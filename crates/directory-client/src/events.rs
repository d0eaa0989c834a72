use directory_shared::{Profile, ProfileId};
use serde::Serialize;
use tokio::sync::broadcast;

pub const EVENT_PROFILE_CREATED: &str = "profile-created";
pub const EVENT_PROFILE_UPDATED: &str = "profile-updated";
pub const EVENT_PROFILE_DELETED: &str = "profile-deleted";
pub const EVENT_LOADING_CHANGED: &str = "loading-changed";

/// Buffered events per subscriber before slow receivers start lagging.
pub const EVENT_CHANNEL_CAPACITY: usize = 64;

#[derive(Debug, Clone, Serialize, PartialEq)]
#[serde(tag = "event", content = "payload", rename_all = "kebab-case")]
pub enum DirectoryEvent {
    ProfileCreated(Profile),
    ProfileUpdated(Profile),
    ProfileDeleted { id: ProfileId },
    LoadingChanged { loading: bool },
}

impl DirectoryEvent {
    pub fn name(&self) -> &'static str {
        match self {
            Self::ProfileCreated(_) => EVENT_PROFILE_CREATED,
            Self::ProfileUpdated(_) => EVENT_PROFILE_UPDATED,
            Self::ProfileDeleted { .. } => EVENT_PROFILE_DELETED,
            Self::LoadingChanged { .. } => EVENT_LOADING_CHANGED,
        }
    }
}

pub fn emit_event(tx: &broadcast::Sender<DirectoryEvent>, event: DirectoryEvent) {
    let name = event.name();
    // Sending only fails when nobody is listening.
    if tx.send(event).is_err() {
        tracing::trace!(event = name, "No subscribers for event");
    }
}

#[cfg(test)]
mod tests {
    use super::*;

    #[test]
    fn test_event_wire_format() {
        let json = serde_json::to_value(DirectoryEvent::ProfileDeleted { id: ProfileId(4) }).unwrap();
        assert_eq!(json["event"], EVENT_PROFILE_DELETED);
        assert_eq!(json["payload"]["id"], 4);

        let json = serde_json::to_value(DirectoryEvent::LoadingChanged { loading: true }).unwrap();
        assert_eq!(json["event"], EVENT_LOADING_CHANGED);
        assert_eq!(json["payload"]["loading"], true);
    }

    #[test]
    fn test_emit_without_subscribers_is_silent() {
        let (tx, rx) = broadcast::channel(4);
        drop(rx);
        emit_event(&tx, DirectoryEvent::LoadingChanged { loading: false });
    }

    #[test]
    fn test_emit_reaches_subscriber() {
        let (tx, mut rx) = broadcast::channel(4);
        emit_event(&tx, DirectoryEvent::LoadingChanged { loading: true });
        assert_eq!(
            rx.try_recv().unwrap(),
            DirectoryEvent::LoadingChanged { loading: true }
        );
    }
}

-=-=-

_Task goal_
Return the records above in their entirety, exactly as they appear.

_Answer space_
filename crates/directory-client/src/events.rs
repository d0eaa0989c834a72
use directory_shared::{Profile, ProfileId};
use serde::Serialize;
use tokio::sync::broadcast;

pub const EVENT_PROFILE_CREATED: &str = "profile-created";
pub const EVENT_PROFILE_UPDATED: &str = "profile-updated";
pub const EVENT_PROFILE_DELETED: &str = "profile-deleted";
pub const EVENT_LOADING_CHANGED: &str = "loading-changed";

/// Buffered events per subscriber before slow receivers start lagging.
pub const EVENT_CHANNEL_CAPACITY: usize = 64;

#[derive(Debug, Clone, Serialize, PartialEq)]
#[serde(tag = "event", content = "payload", rename_all = "kebab-case")]
pub enum DirectoryEvent {
    ProfileCreated(Profile),
    ProfileUpdated(Profile),
    ProfileDeleted { id: ProfileId },
    LoadingChanged { loading: bool },
}

impl DirectoryEvent {
    pub fn name(&self) -> &'static str {
        match self {
            Self::ProfileCreated(_) => EVENT_PROFILE_CREATED,
            Self::ProfileUpdated(_) => EVENT_PROFILE_UPDATED,
            Self::ProfileDeleted { .. } => EVENT_PROFILE_DELETED,
            Self::LoadingChanged { .. } => EVENT_LOADING_CHANGED,
        }
    }
}

pub fn emit_event(tx: &broadcast::Sender<DirectoryEvent>, event: DirectoryEvent) {
    let name = event.name();
    // Sending only fails when nobody is listening.
    if tx.send(event).is_err() {
        tracing::trace!(event = name, "No subscribers for event");
    }
}

#[cfg(test)]
mod tests {
    use super::*;

    #[test]
    fn test_event_wire_format() {
        let json = serde_json::to_value(DirectoryEvent::ProfileDeleted { id: ProfileId(4) }).unwrap();
        assert_eq!(json["event"], EVENT_PROFILE_DELETED);
        assert_eq!(json["payload"]["id"], 4);

        let json = serde_json::to_value(DirectoryEvent::LoadingChanged { loading: true }).unwrap();
        assert_eq!(json["event"], EVENT_LOADING_CHANGED);
        assert_eq!(json["payload"]["loading"], true);
    }

    #[test]
    fn test_emit_without_subscribers_is_silent() {
        let (tx, rx) = broadcast::channel(4);
        drop(rx);
        emit_event(&tx, DirectoryEvent::LoadingChanged { loading: false });
    }

    #[test]
    fn test_emit_reaches_subscriber() {
        let (tx, mut rx) = broadcast::channel(4);
        emit_event(&tx, DirectoryEvent::LoadingChanged { loading: true });
        assert_eq!(
            rx.try_recv().unwrap(),
            DirectoryEvent::LoadingChanged { loading: true }
        );
    }
}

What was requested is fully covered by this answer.